Lemmatization in Python
-
Lemmatization deals with reducing the word or the search query to its canonical dictionary form. The root word is called a ‘lemma’ and the method is called lemmatization. This approach takes a part of the word into consideration in a way that it is recognized as a single element. The NLTK Lemmatization method is based on WorldNet’s built-in morph function. Text preprocessing includes both stemming as well as lemmatization. Many people find the two terms confusing.

In [9]:
import nltk
from nltk.stem import 	WordNetLemmatizer
wordnet_lemmatizer = WordNetLemmatizer()
text = "studies studying cries cry"
tokenization = nltk.word_tokenize(text)
for w in tokenization:
    print("Lemma for {} is {}".format(w, wordnet_lemmatizer.lemmatize(w))) 

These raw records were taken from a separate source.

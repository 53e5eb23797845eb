use serde::{Deserialize, Serialize};

/// Configuration for the storage engine
#[derive(Debug, Clone, Serialize, Deserialize, PartialEq, Eq)]
pub struct StorageConfig {
    pub path: String,
    /// Commit durably before a write returns.
    pub sync_writes: bool,
}

impl StorageConfig {
    pub fn new<P: Into<String>>(path: P) -> Self {
        Self {
            path: path.into(),
            sync_writes: true,
        }
    }

    /// Enable or disable synchronous commits
    pub fn with_sync_writes(mut self, enabled: bool) -> Self {
        self.sync_writes = enabled;
        self
    }
}
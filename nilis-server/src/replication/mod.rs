//! Asynchronous primary-to-replica propagation of committed writes.
//!
//! Each replica gets its own bounded FIFO queue drained by one worker task,
//! so mutations reach a replica in commit order. Replicas compare the
//! shipped commit sequence against the last one they applied per key and
//! skip anything older.
//!
//! A mutation that cannot be queued or delivered is not lost: its key is
//! parked in the replica's backlog and re-sent later from the engine's
//! current state, until the replica acknowledges it.

mod backlog;
mod stats;
mod worker;

use std::sync::{Arc, Mutex};
use std::time::Duration;

use bytes::Bytes;
use nilis_storage::{CommitSeq, StorageEngine, StorageError};
use tokio::task::JoinHandle;
use tokio_util::sync::CancellationToken;
use tracing::{info, warn};

pub use stats::{ReplicationSnapshot, ReplicationStats};

use crate::topology::{Shard, ShardId};
use crate::transport::{ClusterTransport, TransportError};
use backlog::Backlog;
use worker::ReplicaWorker;

#[derive(Debug, Clone, PartialEq, Eq)]
pub enum ReplicatedOp {
    Set(Bytes),
    Delete,
}

/// A committed write on its way to the replicas of its shard.
#[derive(Debug, Clone, PartialEq, Eq)]
pub struct ReplicatedMutation {
    pub shard_id: ShardId,
    pub seq: CommitSeq,
    pub key: String,
    pub op: ReplicatedOp,
}

impl ReplicatedMutation {
    pub fn to_proto(&self) -> nilis_pb::Mutation {
        let mut mutation = nilis_pb::Mutation {
            shard_id: self.shard_id,
            seq: self.seq,
            key: self.key.clone(),
            ..Default::default()
        };
        match &self.op {
            ReplicatedOp::Set(value) => {
                mutation.set_op(nilis_pb::MutationOp::Set);
                mutation.value = value.clone();
            }
            ReplicatedOp::Delete => {
                mutation.set_op(nilis_pb::MutationOp::Delete);
            }
        }
        mutation
    }
}

#[derive(thiserror::Error, Debug)]
pub enum ReplicationError {
    #[error(
        "replica {replica} missed seq {seq} after {attempts} attempts: {source}"
    )]
    Lag {
        replica: String,
        seq: CommitSeq,
        attempts: u32,
        #[source]
        source: TransportError,
    },
    #[error("cannot read key for resync: {0}")]
    Read(#[from] StorageError),
    #[error("resync read task failed: {0}")]
    Join(#[from] tokio::task::JoinError),
}

#[derive(Debug, Clone)]
pub struct ReplicationConfig {
    /// Deadline of a single delivery attempt.
    pub timeout: Duration,
    pub max_attempts: u32,
    pub queue_capacity: usize,
    pub initial_backoff: Duration,
    /// Cap on retry backoff. Parked keys are retried at this period too.
    pub max_backoff: Duration,
}

impl Default for ReplicationConfig {
    fn default() -> Self {
        Self {
            timeout: Duration::from_millis(2000),
            max_attempts: 5,
            queue_capacity: 10_000,
            initial_backoff: Duration::from_millis(50),
            max_backoff: Duration::from_secs(2),
        }
    }
}

/// Fans committed mutations of one shard out to its replicas.
pub struct ReplicationPropagator {
    shard_id: ShardId,
    replicas: Vec<ReplicaQueue>,
    stats: Arc<ReplicationStats>,
    token: CancellationToken,
    handles: Mutex<Vec<JoinHandle<()>>>,
}

struct ReplicaQueue {
    address: String,
    tx: flume::Sender<ReplicatedMutation>,
    backlog: Arc<Backlog>,
}

impl ReplicaQueue {
    fn park(&self, key: &str) {
        self.backlog.park(key.to_owned());
    }
}

impl ReplicationPropagator {
    /// Spawn one worker per replica of `shard`. `engine` is the primary's
    /// storage, read back when a replica has to catch up. Must run inside a
    /// tokio runtime.
    pub fn start(
        shard: &Shard,
        engine: Arc<StorageEngine>,
        transport: Arc<dyn ClusterTransport>,
        config: ReplicationConfig,
    ) -> Self {
        let stats = Arc::new(ReplicationStats::default());
        let token = CancellationToken::new();
        let mut replicas = Vec::with_capacity(shard.replicas.len());
        let mut handles = Vec::with_capacity(shard.replicas.len());
        for replica in &shard.replicas {
            let (tx, rx) = flume::bounded(config.queue_capacity.max(1));
            let backlog = Arc::new(Backlog::default());
            let worker = ReplicaWorker {
                address: replica.address.clone(),
                shard_id: shard.id,
                rx,
                backlog: backlog.clone(),
                engine: engine.clone(),
                transport: transport.clone(),
                config: config.clone(),
                stats: stats.clone(),
                token: token.child_token(),
            };
            handles.push(tokio::spawn(worker.run()));
            replicas.push(ReplicaQueue {
                address: replica.address.clone(),
                tx,
                backlog,
            });
        }
        info!(
            shard = shard.id,
            replicas = replicas.len(),
            "replication propagator started"
        );
        Self {
            shard_id: shard.id,
            replicas,
            stats,
            token,
            handles: Mutex::new(handles),
        }
    }

    pub fn shard_id(&self) -> ShardId {
        self.shard_id
    }

    pub fn replica_count(&self) -> usize {
        self.replicas.len()
    }

    /// Queue a committed mutation for every replica. Never blocks. When a
    /// replica's queue is full the mutation is dropped for that replica and
    /// its key parked for a resync.
    pub fn propagate(&self, mutation: ReplicatedMutation) {
        if self.token.is_cancelled() {
            if !self.replicas.is_empty() {
                warn!(shard = self.shard_id, seq = mutation.seq, key = %mutation.key, "replication stopped, mutation not shipped");
            }
            for replica in &self.replicas {
                self.stats.record_dropped();
                replica.park(&mutation.key);
            }
            return;
        }
        for replica in &self.replicas {
            match replica.tx.try_send(mutation.clone()) {
                Ok(()) => self.stats.record_enqueued(),
                Err(flume::TrySendError::Full(m)) => {
                    warn!(replica = %replica.address, seq = m.seq, key = %m.key, "replication queue full, key parked for resync");
                    self.stats.record_dropped();
                    replica.park(&m.key);
                }
                Err(flume::TrySendError::Disconnected(m)) => {
                    warn!(replica = %replica.address, seq = m.seq, key = %m.key, "replication worker gone, mutation dropped");
                    self.stats.record_dropped();
                    replica.park(&m.key);
                }
            }
        }
    }

    pub fn stats(&self) -> ReplicationSnapshot {
        let mut snap = self.stats.snapshot();
        snap.pending = self.replicas.iter().map(|r| r.backlog.len() as u64).sum();
        snap
    }

    /// Stop accepting mutations and give workers `grace` to flush what is
    /// queued or parked. Workers still running afterwards are aborted.
    pub async fn shutdown(&self, grace: Duration) {
        self.token.cancel();
        let handles = match self.handles.lock() {
            Ok(mut guard) => std::mem::take(&mut *guard),
            Err(poisoned) => std::mem::take(&mut *poisoned.into_inner()),
        };
        if handles.is_empty() {
            return;
        }
        let aborts: Vec<_> = handles.iter().map(|h| h.abort_handle()).collect();
        if tokio::time::timeout(grace, futures_util::future::join_all(handles))
            .await
            .is_err()
        {
            warn!(shard = self.shard_id, "replication workers did not finish in time");
            for abort in aborts {
                abort.abort();
            }
        }
        info!(shard = self.shard_id, stats = ?self.stats(), "replication propagator stopped");
    }
}

impl Drop for ReplicationPropagator {
    fn drop(&mut self) {
        self.token.cancel();
    }
}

Lemma for studies is study
Lemma for studying is studying
Lemma for cries is cry
Lemma for cry is cry


In [14]:
import nltk
from nltk.stem import 	WordNetLemmatizer
wordnet_lemmatizer = WordNetLemmatizer()
new_text = "The NLTK Lemmatization method is based on WorldNet’s built-in morph function. Text preprocessing includes both stemming as well as lemmatization. The cries is not good."
words = word_tokenize(new_text)

for w in words:
    print(w," : ",  wordnet_lemmatizer.lemmatize(w))

The  :  The
NLTK  :  NLTK
Lemmatization  :  Lemmatization
method  :  method
is  :  is
based  :  based
on  :  on
WorldNet  :  WorldNet
’  :  ’
s  :  s
built-in  :  built-in
morph  :  morph
function  :  function
.  :  .
Text  :  Text
preprocessing  :  preprocessing
includes  :  includes
both  :  both
stemming  :  stemming
as  :  a
well  :  well
as  :  a
lemmatization  :  lemmatization
.  :  .
The  :  The
cries  :  cry
is  :  is
not  :  not
good  :  good
.  :  .


# Stemming

stemming is a rule-based text normalization technique that reduces the prefix and suffix of the word to its root form. However, stemming is a faster process compared to lemmatization as it does not consider the context of the words.
It is a technique in which a set of words in a sentence are converted into a sequence to shorten its lookup.

In [1]:
from nltk.stem import PorterStemmer
from nltk.tokenize import sent_tokenize, word_tokenize
sentence="Hello Rana Saeed, You have to build a very good site and I love visiting your site."
words = word_tokenize(sentence)
ps = PorterStemmer()
for w in words:
    rootWord=ps.stem(w)
    print(rootWord)

hello
rana
saeed
,
you
have
to
build
a
veri
good
site
and
i
love
visit
your
site
.


# temming words using NLTK

In [5]:
# import these modules
from nltk.stem import PorterStemmer
from nltk.tokenize import word_tokenize

ps = PorterStemmer()

# choose some words to be stemmed
words = ["program", "programs", "programmer", "programming", "programmers"]

for w in words:
	print(w, " : ", ps.stem(w))


program  :  program
programs  :  program
programmer  :  programm
programming  :  program
programmers  :  programm


# Stemming words from sentences

In [6]:
# importing modules
from nltk.stem import PorterStemmer
from nltk.tokenize import word_tokenize

ps = PorterStemmer()

sentence = "Programmers program with programming languages"
words = word_tokenize(sentence)

for w in words:
	print(w, " : ", ps.stem(w))


Programmers  :  programm
program  :  program
with  :  with
programming  :  program
languages  :  languag